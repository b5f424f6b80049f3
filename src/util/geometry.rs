// Copyright (c) 2025, Jason Jenkins
// SPDX-License-Identifier: BSD-3-Clause

//! Geometric utility functions.
//!
//! This module computes the corners of rotated rectangles and the
//! coordinate scaling used when zones are drawn over a resized frame.

use crate::models::zone::{Point, Zone};

/// Sine and cosine of an angle in degrees.
///
/// The angle is reduced to [0, 360) first and quarter turns are exact, so
/// `θ` and `θ + 360` agree and axis-aligned results survive truncation.
fn sin_cos_degrees(degrees: f64) -> (f64, f64) {
    let reduced = degrees.rem_euclid(360.0);
    if reduced == 0.0 {
        (0.0, 1.0)
    } else if reduced == 90.0 {
        (1.0, 0.0)
    } else if reduced == 180.0 {
        (0.0, -1.0)
    } else if reduced == 270.0 {
        (-1.0, 0.0)
    } else {
        reduced.to_radians().sin_cos()
    }
}

/// Corners of the rectangle spanned by `top_left`/`bottom_right`, rotated
/// by `rotation_degrees` about its center.
///
/// Corners come back in the order top-left, top-right, bottom-right,
/// bottom-left of the unrotated box. Coordinates are truncated toward zero,
/// not rounded.
pub fn rotated_corners(top_left: Point, bottom_right: Point, rotation_degrees: f64) -> [Point; 4] {
    let (x1, y1) = (top_left.x as f64, top_left.y as f64);
    let (x2, y2) = (bottom_right.x as f64, bottom_right.y as f64);
    let cx = (x1 + x2) / 2.0;
    let cy = (y1 + y2) / 2.0;

    let (sin, cos) = sin_cos_degrees(rotation_degrees);
    let rotate = |x: f64, y: f64| {
        let (dx, dy) = (x - cx, y - cy);
        let rx = dx * cos - dy * sin;
        let ry = dx * sin + dy * cos;
        Point::new((rx + cx) as i32, (ry + cy) as i32)
    };

    [rotate(x1, y1), rotate(x2, y1), rotate(x2, y2), rotate(x1, y2)]
}

/// Corners of a zone.
pub fn zone_corners(zone: &Zone) -> [Point; 4] {
    rotated_corners(zone.top_left, zone.bottom_right, zone.rotation_degrees)
}

/// Arithmetic mean of the corners, truncated.
pub fn centroid(corners: &[Point; 4]) -> Point {
    let sx: f64 = corners.iter().map(|p| p.x as f64).sum();
    let sy: f64 = corners.iter().map(|p| p.y as f64).sum();
    Point::new((sx / 4.0) as i32, (sy / 4.0) as i32)
}

/// Scale a point per axis, truncating.
pub fn scale_point(point: Point, scale_x: f64, scale_y: f64) -> Point {
    Point::new(
        (point.x as f64 * scale_x) as i32,
        (point.y as f64 * scale_y) as i32,
    )
}

/// A copy of `zone` with both endpoints scaled; rotation, name and color
/// are unchanged.
pub fn scale_zone(zone: &Zone, scale_x: f64, scale_y: f64) -> Zone {
    Zone {
        top_left: scale_point(zone.top_left, scale_x, scale_y),
        bottom_right: scale_point(zone.bottom_right, scale_x, scale_y),
        ..zone.clone()
    }
}
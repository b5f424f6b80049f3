// Copyright (c) 2025, Jason Jenkins
// SPDX-License-Identifier: BSD-3-Clause

//! Editing session state.
//!
//! [`EditorSession`] owns everything one editing window works on: the
//! configuration and where it came from, the zone store, the viewport, the
//! field controls and the video frame being drawn over. Every mutation is
//! followed by a fresh [`EditorSession::render`] from the UI.

use crate::error::{Result, ZoneError};
use crate::io::media::{open_video, read_frame_at, VideoInfo, VideoSource};
use crate::io::serialization::{load_config, save_zones};
use crate::models::config::AppConfig;
use crate::models::field::{FieldControl, FieldControls, NumericField};
use crate::models::store::{ZoneEdit, ZoneStore};
use crate::models::zone::Zone;
use crate::render::compositor::composite;
use crate::render::raster::Frame;
use crate::render::viewport::Viewport;
use rand::Rng;
use std::path::{Path, PathBuf};

pub struct EditorSession {
    config: AppConfig,
    config_path: PathBuf,
    store: ZoneStore,
    viewport: Viewport,
    controls: FieldControls,
    video: Box<dyn VideoSource>,
    frame: Frame,
    frame_index: usize,
}

impl EditorSession {
    /// Load the configuration at `config_path` and open its video.
    pub fn open(config_path: &Path) -> Result<Self> {
        let config = load_config(config_path)?;
        let video = open_video(&config.video_path())?;
        Self::new(config, config_path, video, &mut rand::thread_rng())
    }

    /// Start a session on an already opened video, showing a random frame.
    pub fn new(
        config: AppConfig,
        config_path: &Path,
        mut video: Box<dyn VideoSource>,
        rng: &mut impl Rng,
    ) -> Result<Self> {
        let info = video.info();
        let (frame_index, frame) = read_random_frame(video.as_mut(), rng)?;
        let store = ZoneStore::new(config.frames.clone());
        let mut session = Self {
            config,
            config_path: config_path.to_path_buf(),
            store,
            viewport: Viewport::default(),
            controls: FieldControls::new(info.width, info.height),
            video,
            frame,
            frame_index,
        };
        session.sync_controls();
        Ok(session)
    }

    pub fn config_path(&self) -> &Path {
        &self.config_path
    }

    pub fn store(&self) -> &ZoneStore {
        &self.store
    }

    pub fn viewport(&self) -> &Viewport {
        &self.viewport
    }

    pub fn video_info(&self) -> VideoInfo {
        self.video.info()
    }

    pub fn frame_index(&self) -> usize {
        self.frame_index
    }

    pub fn control(&self, field: NumericField) -> &FieldControl {
        self.controls.get(field)
    }

    /// Entry text of a field, for the UI to edit in place before
    /// [`submit_entry`](Self::submit_entry).
    pub fn entry_text_mut(&mut self, field: NumericField) -> &mut String {
        &mut self.controls.get_mut(field).text
    }

    /// `"<n>. <name>"` for every zone, in drawing order.
    pub fn zone_labels(&self) -> Vec<String> {
        self.store
            .zones()
            .iter()
            .enumerate()
            .map(|(i, zone)| format!("{}. {}", i + 1, zone.name))
            .collect()
    }

    pub fn zoom_label(&self) -> String {
        format!("Zoom: {}%", self.viewport.zoom_percent())
    }

    /// Show a different random frame of the video.
    pub fn load_random_frame(&mut self, rng: &mut impl Rng) -> Result<usize> {
        let (index, frame) = read_random_frame(self.video.as_mut(), rng)?;
        self.frame = frame;
        self.frame_index = index;
        Ok(index)
    }

    pub fn zoom_in(&mut self) {
        self.viewport.zoom_in();
    }

    pub fn zoom_out(&mut self) {
        self.viewport.zoom_out();
    }

    pub fn reset_zoom(&mut self) {
        self.viewport.reset();
    }

    /// Move the view by a drag delta in screen pixels.
    pub fn pan(&mut self, dx: f64, dy: f64) {
        self.viewport.pan_by(dx, dy);
    }

    pub fn select_zone(&mut self, index: usize) -> bool {
        let selected = self.store.select(index);
        if selected {
            self.sync_controls();
        }
        selected
    }

    /// Add a zone with default placement and select it.
    pub fn add_zone(&mut self) -> usize {
        let info = self.video.info();
        let index = self.store.append_default(info.width, info.height);
        self.sync_controls();
        log::info!("Added new frame: {}", self.store.zones()[index].name);
        index
    }

    /// Remove the selected zone.
    pub fn delete_selected(&mut self) -> Result<Zone> {
        let index = self.store.selected().ok_or(ZoneError::EmptyZoneSet)?;
        let removed = self.store.remove(index).ok_or(ZoneError::EmptyZoneSet)?;
        self.sync_controls();
        log::info!("Deleted frame: {}", removed.name);
        Ok(removed)
    }

    pub fn edit_name(&mut self, name: &str) -> Result<()> {
        self.apply(ZoneEdit::Name(name.to_string()))
    }

    /// The slider for `field` moved to `value`.
    pub fn slide(&mut self, field: NumericField, value: i32) -> Result<()> {
        self.require_selection()?;
        let edit = self.controls.get_mut(field).slide(value);
        self.apply(edit)
    }

    /// Commit the text entry of `field`. Unparsable input is dropped and
    /// the last valid value shown again.
    pub fn submit_entry(&mut self, field: NumericField) -> Result<()> {
        self.require_selection()?;
        match self.controls.get_mut(field).submit() {
            Ok(edit) => self.apply(edit),
            Err(e) if e.is_recoverable() => {
                log::warn!("{}", e);
                Ok(())
            }
            Err(e) => Err(e),
        }
    }

    /// Write the current zones back to the configuration file.
    pub fn save(&mut self) -> Result<()> {
        save_zones(&mut self.config, self.store.to_vec(), &self.config_path)
    }

    /// Discard in-memory edits and reload zones from the configuration file.
    pub fn reset_to_original(&mut self) -> Result<()> {
        let config = load_config(&self.config_path)?;
        self.store.replace_all(config.frames.clone());
        self.config = config;
        self.sync_controls();
        log::info!("Reset to original configuration");
        Ok(())
    }

    /// The current frame with overlays, before zooming.
    pub fn composite(&self) -> Frame {
        composite(&self.frame, self.store.zones(), self.store.selected())
    }

    /// The current frame with overlays, resampled for the viewport.
    pub fn render(&self) -> Frame {
        self.viewport.apply(&self.composite())
    }

    /// Give the video back. Further reads fail.
    pub fn close(&mut self) {
        self.video.release();
    }

    fn require_selection(&self) -> Result<usize> {
        self.store.selected().ok_or(ZoneError::EmptyZoneSet)
    }

    fn apply(&mut self, edit: ZoneEdit) -> Result<()> {
        let index = self.require_selection()?;
        if !self.store.update(index, edit) {
            return Err(ZoneError::EmptyZoneSet);
        }
        self.sync_controls();
        Ok(())
    }

    fn sync_controls(&mut self) {
        if let Some(zone) = self.store.selected_zone() {
            self.controls.sync_from(zone);
        }
    }
}

fn read_random_frame(video: &mut dyn VideoSource, rng: &mut impl Rng) -> Result<(usize, Frame)> {
    let frame_count = video.info().frame_count.max(1);
    let index = rng.gen_range(0..frame_count);
    let frame = read_frame_at(video, index)?
        .ok_or_else(|| ZoneError::VideoRead(format!("could not read frame {}", index)))?;
    log::info!("Loaded frame {}", index);
    Ok((index, frame))
}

_ _ _ _ _ _ _

**What you should do**
Beginning with the opening line above, retype the records exactly through the line with "let (sin, cos)", both ends included.

**Response area**
repository b5f424f6b80049f3
filename src/util/geometry.rs
// Copyright (c) 2025, Jason Jenkins
// SPDX-License-Identifier: BSD-3-Clause

//! Geometric utility functions.
//!
//! This module computes the corners of rotated rectangles and the
//! coordinate scaling used when zones are drawn over a resized frame.

use crate::models::zone::{Point, Zone};

/// Sine and cosine of an angle in degrees.
///
/// The angle is reduced to [0, 360) first and quarter turns are exact, so
/// `θ` and `θ + 360` agree and axis-aligned results survive truncation.
fn sin_cos_degrees(degrees: f64) -> (f64, f64) {
    let reduced = degrees.rem_euclid(360.0);
    if reduced == 0.0 {
        (0.0, 1.0)
    } else if reduced == 90.0 {
        (1.0, 0.0)
    } else if reduced == 180.0 {
        (0.0, -1.0)
    } else if reduced == 270.0 {
        (-1.0, 0.0)
    } else {
        reduced.to_radians().sin_cos()
    }
}

/// Corners of the rectangle spanned by `top_left`/`bottom_right`, rotated
/// by `rotation_degrees` about its center.
///
/// Corners come back in the order top-left, top-right, bottom-right,
/// bottom-left of the unrotated box. Coordinates are truncated toward zero,
/// not rounded.
pub fn rotated_corners(top_left: Point, bottom_right: Point, rotation_degrees: f64) -> [Point; 4] {
    let (x1, y1) = (top_left.x as f64, top_left.y as f64);
    let (x2, y2) = (bottom_right.x as f64, bottom_right.y as f64);
    let cx = (x1 + x2) / 2.0;
    let cy = (y1 + y2) / 2.0;

    let (sin, cos) = sin_cos_degrees(rotation_degrees);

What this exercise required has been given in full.